Dave proposes that you can do all this with 3 simple one page documents. The first document is a one page business plan. The plan is a table with columns for each type of visitor to the web site and a row for actions that they take to use the web site. A good plan will have at most 2 or 3 different types of users and 3 to 5 rows drawn from the {
acquisition, activation, retention, referral, revenue} set. Over time the business plan will evolve. For example, at the very beginning acquisition and activation may dominate while later on revenue will take a bigger part of the picture. Dave spent some time discussing business plans and giving examples from companies that he is involved in.

The one page business plan leads into the second document, a set of metrics that measure "conversions", that is the number of visitors who perform an action described in the business plan. Also important to measure is how the visitor got there. This leads to understanding the channels that bring visitors to your web site and defines the third one page document, the marketing plan. For each channel, you want to measure at a minimum the volume, cost and conversion rate of visitors.

Dave's has three mantras that he repeated throughout his talk. Firstly, keep it simple so that you can understand what is going on and quickly react to the things that your metrics tell you. Secondly, keep the data actionable so that you can act on what you find out. Thirdly, keep iterating, test new ideas, optimize based on the insight from your tests.

All in all it was a great talk, that got much of its weight from the many examples that Dave could discuss with first hand knowledge.

Monday, January 05, 2009

Are Domain Name Backwards?

Sorry for being so slow, but I have finally got it, internet domain names are backwards. We are used to reading right-to-left. yet when we come to a domain like bandb.blogspot.com, we see bandb as the first and most important qualifier of the name. However this leads us down the wrong path.

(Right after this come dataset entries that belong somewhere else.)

// src/db/queries/clearance.rs
use axum::{
    body::Bytes,
    extract::{Extension, Path, Query, State},
    http::StatusCode,
    Json,
};
use tracing::debug;
use utoipa::OpenApi;
use uuid::Uuid;

use crate::app_state::AppState;
use crate::db::models::catalog::{WorkflowDefinition, WorkflowQuery};
use crate::db::models::clearance::{
    ApprovalEntry, ApprovePayload, ApproverRole, ClearanceAction, ClearanceRecord, ClearanceStatus,
    ClearanceType, Decision, NewClearanceRequest, ProvideInfoPayload, RejectPayload,
    RequestInfoPayload, StatusSummary, SubmitterKind,
};
use crate::middleware::auth::Claims;
use crate::utils::api_response::ApiResponse;
use crate::utils::openapi::SecurityAddon;
use crate::workflow::service::{ListQuery, QueueView, ServiceError};

type HandlerResult<T> = Result<ApiResponse<T>, ServiceError>;

/// Submit a new clearance request
#[utoipa::path(
    post,
    path = "/clearance/submit-request",
    request_body = NewClearanceRequest,
    responses(
        (status = 201, description = "Clearance request submitted", body = ClearanceRecord),
        (status = 400, description = "Invalid submission"),
        (status = 403, description = "Caller cannot submit requests")
    ),
    tag = "Clearance",
    security(("bearerAuth" = []))
)]
pub async fn submit_request(
    State(state): State<AppState>,
    Extension(claims): Extension<Claims>,
    Json(payload): Json<NewClearanceRequest>,
) -> HandlerResult<ClearanceRecord> {
    let request = state.service.submit(&claims, payload).await?;
    Ok(ApiResponse::success(
        StatusCode::CREATED,
        "Clearance request submitted successfully",
        request.into(),
    ))
}

/// List the requests visible to the caller.
///
/// Submitters see their own requests, approvers one of their queues and
/// administrators everything.
#[utoipa::path(
    get,
    path = "/clearance/requests",
    params(ListQuery),
    responses(
        (status = 200, description = "Requests retrieved successfully", body = Vec<ClearanceRecord>),
        (status = 403, description = "Approver token without an approver role")
    ),
    tag = "Clearance",
    security(("bearerAuth" = []))
)]
pub async fn list_requests(
    State(state): State<AppState>,
    Extension(claims): Extension<Claims>,
    Query(query): Query<ListQuery>,
) -> HandlerResult<Vec<ClearanceRecord>> {
    let requests = state.service.list(&claims, &query).await?;
    debug!("{} requests listed for {}", requests.len(), claims.username);
    Ok(ApiResponse::success(
        StatusCode::OK,
        "Requests retrieved successfully",
        requests.into_iter().map(ClearanceRecord::from).collect(),
    ))
}

/// Get one clearance request by ID
#[utoipa::path(
    get,
    path = "/clearance/requests/{id}",
    params(("id" = Uuid, Path, description = "Clearance request ID")),
    responses(
        (status = 200, description = "Request retrieved successfully", body = ClearanceRecord),
        (status = 404, description = "Request not found")
    ),
    tag = "Clearance",
    security(("bearerAuth" = []))
)]
pub async fn get_request(
    State(state): State<AppState>,
    Extension(claims): Extension<Claims>,
    Path(id): Path<Uuid>,
) -> HandlerResult<ClearanceRecord> {
    let request = state.service.get(&claims, id).await?;
    Ok(ApiResponse::success(
        StatusCode::OK,
        "Request retrieved successfully",
        request.into(),
    ))
}

async fn act(
    state: &AppState,
    claims: &Claims,
    id: Uuid,
    action: ClearanceAction,
    message: &str,
) -> HandlerResult<ClearanceRecord> {
    let request = state.service.act(claims, id, action).await?;
    Ok(ApiResponse::success(StatusCode::OK, message, request.into()))
}

/// Approve the current step
#[utoipa::path(
    post,
    path = "/clearance/requests/{id}/approve",
    params(("id" = Uuid, Path, description = "Clearance request ID")),
    request_body(content = ApprovePayload, description = "Optional approval comment"),
    responses(
        (status = 200, description = "Step approved", body = ClearanceRecord),
        (status = 403, description = "Caller is not an approver"),
        (status = 404, description = "Request not found"),
        (status = 409, description = "Request is not pending at the caller's role")
    ),
    tag = "Clearance",
    security(("bearerAuth" = []))
)]
pub async fn approve_request(
    State(state): State<AppState>,
    Extension(claims): Extension<Claims>,
    Path(id): Path<Uuid>,
    body: Bytes,
) -> HandlerResult<ClearanceRecord> {
    // The body is optional; an empty POST approves without a comment.
    let comment = if body.iter().all(u8::is_ascii_whitespace) {
        None
    } else {
        serde_json::from_slice::<ApprovePayload>(&body)
            .map_err(|e| ServiceError::Validation(format!("Invalid approval body: {e}")))?
            .comment
    };
    act(&state, &claims, id, ClearanceAction::Approve { comment }, "Step approved").await
}

/// Reject the request at the current step
#[utoipa::path(
    post,
    path = "/clearance/requests/{id}/reject",
    params(("id" = Uuid, Path, description = "Clearance request ID")),
    request_body = RejectPayload,
    responses(
        (status = 200, description = "Request rejected", body = ClearanceRecord),
        (status = 400, description = "Missing rejection reason"),
        (status = 409, description = "Request is not pending at the caller's role")
    ),
    tag = "Clearance",
    security(("bearerAuth" = []))
)]
pub async fn reject_request(
    State(state): State<AppState>,
    Extension(claims): Extension<Claims>,
    Path(id): Path<Uuid>,
    Json(payload): Json<RejectPayload>,
) -> HandlerResult<ClearanceRecord> {
    let action = ClearanceAction::Reject { reason: payload.reason };
    act(&state, &claims, id, action, "Request rejected").await
}

/// Ask the submitter for more documents
#[utoipa::path(
    post,
    path = "/clearance/requests/{id}/request-info",
    params(("id" = Uuid, Path, description = "Clearance request ID")),
    request_body = RequestInfoPayload,
    responses(
        (status = 200, description = "Information requested", body = ClearanceRecord),
        (status = 400, description = "Missing description of needed documents"),
        (status = 409, description = "Request is not pending at the caller's role")
    ),
    tag = "Clearance",
    security(("bearerAuth" = []))
)]
pub async fn request_info(
    State(state): State<AppState>,
    Extension(claims): Extension<Claims>,
    Path(id): Path<Uuid>,
    Json(payload): Json<RequestInfoPayload>,
) -> HandlerResult<ClearanceRecord> {
    let action = ClearanceAction::RequestInfo {
        documents_needed: payload.documents_needed,
    };
    act(&state, &claims, id, action, "Additional information requested").await
}

/// Withdraw the caller's own rejection
#[utoipa::path(
    post,
    path = "/clearance/requests/{id}/undo-rejection",
    params(("id" = Uuid, Path, description = "Clearance request ID")),
    responses(
        (status = 200, description = "Rejection withdrawn", body = ClearanceRecord),
        (status = 409, description = "Request is not rejected, or was rejected by another role")
    ),
    tag = "Clearance",
    security(("bearerAuth" = []))
)]
pub async fn undo_rejection(
    State(state): State<AppState>,
    Extension(claims): Extension<Claims>,
    Path(id): Path<Uuid>,
) -> HandlerResult<ClearanceRecord> {
    act(&state, &claims, id, ClearanceAction::UndoRejection, "Rejection withdrawn").await
}

/// Attach the documents an approver asked for
#[utoipa::path(
    post,
    path = "/clearance/requests/{id}/provide-info",
    params(("id" = Uuid, Path, description = "Clearance request ID")),
    request_body = ProvideInfoPayload,
    responses(
        (status = 200, description = "Request returned to the approver", body = ClearanceRecord),
        (status = 400, description = "No documents given"),
        (status = 403, description = "Caller is not the submitter"),
        (status = 409, description = "No information was requested")
    ),
    tag = "Clearance",
    security(("bearerAuth" = []))
)]
pub async fn provide_info(
    State(state): State<AppState>,
    Extension(claims): Extension<Claims>,
    Path(id): Path<Uuid>,
    Json(payload): Json<ProvideInfoPayload>,
) -> HandlerResult<ClearanceRecord> {
    let request = state
        .service
        .provide_info(&claims, id, payload.documents)
        .await?;
    Ok(ApiResponse::success(
        StatusCode::OK,
        "Requested information provided",
        request.into(),
    ))
}

/// Count requests per status (admin only)
#[utoipa::path(
    get,
    path = "/clearance/summary",
    responses(
        (status = 200, description = "Summary computed", body = StatusSummary),
        (status = 403, description = "Administrators only")
    ),
    tag = "Clearance",
    security(("bearerAuth" = []))
)]
pub async fn get_summary(
    State(state): State<AppState>,
    Extension(claims): Extension<Claims>,
) -> HandlerResult<StatusSummary> {
    let summary = state.service.summary(&claims).await?;
    Ok(ApiResponse::success(StatusCode::OK, "Summary computed", summary))
}

/// Approval workflow for a clearance type
#[utoipa::path(
    get,
    path = "/clearance/workflow",
    params(WorkflowQuery),
    responses(
        (status = 200, description = "Workflow retrieved", body = WorkflowDefinition),
        (status = 400, description = "Unknown clearance type")
    ),
    tag = "Clearance Catalog",
    security(("bearerAuth" = []))
)]
pub async fn get_workflow(
    State(state): State<AppState>,
    Query(query): Query<WorkflowQuery>,
) -> HandlerResult<WorkflowDefinition> {
    let clearance_type: ClearanceType = query.form_type.parse().map_err(ServiceError::Validation)?;
    let definition = state.service.catalog().get(clearance_type).ok_or_else(|| {
        ServiceError::Validation(format!("No approval workflow is configured for {clearance_type}"))
    })?;
    Ok(ApiResponse::success(
        StatusCode::OK,
        "Workflow retrieved",
        definition.clone(),
    ))
}

/// Every configured workflow, in a stable order
#[utoipa::path(
    get,
    path = "/clearance/workflows",
    responses((status = 200, description = "Workflows retrieved", body = Vec<WorkflowDefinition>)),
    tag = "Clearance Catalog",
    security(("bearerAuth" = []))
)]
pub async fn list_workflows(State(state): State<AppState>) -> ApiResponse<Vec<WorkflowDefinition>> {
    let definitions = state
        .service
        .catalog()
        .definitions()
        .into_iter()
        .cloned()
        .collect();
    ApiResponse::success(StatusCode::OK, "Workflows retrieved", definitions)
}

/// Reasons a termination may be filed under
#[utoipa::path(
    get,
    path = "/clearance/termination-reasons",
    responses((status = 200, description = "Reasons retrieved", body = Vec<String>)),
    tag = "Clearance Catalog",
    security(("bearerAuth" = []))
)]
pub async fn termination_reasons(State(state): State<AppState>) -> ApiResponse<Vec<String>> {
    ApiResponse::success(
        StatusCode::OK,
        "Reasons retrieved",
        state.service.catalog().reasons(ClearanceType::Termination),
    )
}

/// Reasons an ID card may be replaced for
#[utoipa::path(
    get,
    path = "/clearance/id-replacement-reasons",
    responses((status = 200, description = "Reasons retrieved", body = Vec<String>)),
    tag = "Clearance Catalog",
    security(("bearerAuth" = []))
)]
pub async fn id_replacement_reasons(State(state): State<AppState>) -> ApiResponse<Vec<String>> {
    ApiResponse::success(
        StatusCode::OK,
        "Reasons retrieved",
        state.service.catalog().reasons(ClearanceType::IdReplacement),
    )
}

#[derive(OpenApi)]
#[openapi(
    paths(
        submit_request,
        list_requests,
        get_request,
        approve_request,
        reject_request,
        request_info,
        undo_rejection,
        provide_info,
        get_summary,
        get_workflow,
        list_workflows,
        termination_reasons,
        id_replacement_reasons
    ),
    components(schemas(
        ClearanceRecord,
        ClearanceType,
        ClearanceStatus,
        ApproverRole,
        ApprovalEntry,
        Decision,
        NewClearanceRequest,
        ApprovePayload,
        RejectPayload,
        RequestInfoPayload,
        ProvideInfoPayload,
        StatusSummary,
        WorkflowDefinition,
        SubmitterKind,
        QueueView
    )),
    tags(
        (name = "Clearance", description = "Submitting clearance requests and moving them through their approval chain"),
        (name = "Clearance Catalog", description = "Clearance types, approval chains and selectable reasons")
    ),
    modifiers(&SecurityAddon)
)]
pub struct ClearanceDoc;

Today there is a story of a phishing scam where Twitterers getting a Tweet from a friend saying look at this blog post about you at "http://twitter.access-logins.com/login". Many people looking at this saw that it was a part of the Twitter site as the name starts with "twitter". In fact "twitter" is a sub-domain of "access-logins.com", which of course has nothing to do with Twitter and is in fact a phishing site. On going to access-logins.com you are asked for your password. If you give it, you have been successfully phished.

I was caught by a scam like this at another site some time ago. Fortunately the bad guys only got my password which I changed as soon as I realized that I had been had. The important thing to understand is that we have domain names backwards, with the most important part last and the least important part first. You can argue all you like about how natural it is, but if the domain name had been written com.access-logins.twitter, a lot less people would have been caught by the Twitter phishing scam.

It is also common practice to turn domain names backwards for web analytics. For example, in a web log, if domain names are written backwards, and then sorted, all the accesses to a domain and its sub-domains will sort together.

It is too late to change the order of parts in a domain name now. Web domain names are entrenched in our lives, but think how much better the world would have been if they were written the right way round with the most significant part first.Too bad they did not get it right so long ago.